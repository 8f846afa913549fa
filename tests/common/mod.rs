#![allow(dead_code)]

use std::fs;
use std::path::{Path, PathBuf};

use sheetdash::{data::Cell, ingest::RawTable};
use tempfile::{TempDir, tempdir};

/// Returns the absolute path to a fixture under `tests/data`.
pub fn fixture_path(name: &str) -> PathBuf {
    PathBuf::from(env!("CARGO_MANIFEST_DIR"))
        .join("tests")
        .join("data")
        .join(name)
}

/// Builds an in-memory upload from string cells.
pub fn raw_table(headers: &[&str], rows: &[&[&str]]) -> RawTable {
    RawTable::from_rows(
        "inline",
        headers.iter().map(|h| h.to_string()).collect(),
        rows.iter()
            .map(|row| row.iter().map(|cell| Cell::from(*cell)).collect::<Vec<_>>()),
    )
}

/// Scratch directory that is removed on drop.
pub struct TestWorkspace {
    temp_dir: TempDir,
}

impl TestWorkspace {
    pub fn new() -> Self {
        Self {
            temp_dir: tempdir().expect("temp dir"),
        }
    }

    pub fn path(&self) -> &Path {
        self.temp_dir.path()
    }

    /// Path for a file inside the workspace that does not exist yet.
    pub fn file(&self, name: &str) -> PathBuf {
        self.temp_dir.path().join(name)
    }

    /// Writes `contents` into a file under the workspace and returns the path.
    pub fn write(&self, name: &str, contents: &str) -> PathBuf {
        let path = self.file(name);
        fs::write(&path, contents).expect("write temp file contents");
        path
    }
}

────────────────

## Exercise
Please go line by line through the records above, copying each one that holds the string "data".

## Output of the task
use sheetdash::{data::Cell, ingest::RawTable};
/// Returns the absolute path to a fixture under `tests/data`.
        .join("data")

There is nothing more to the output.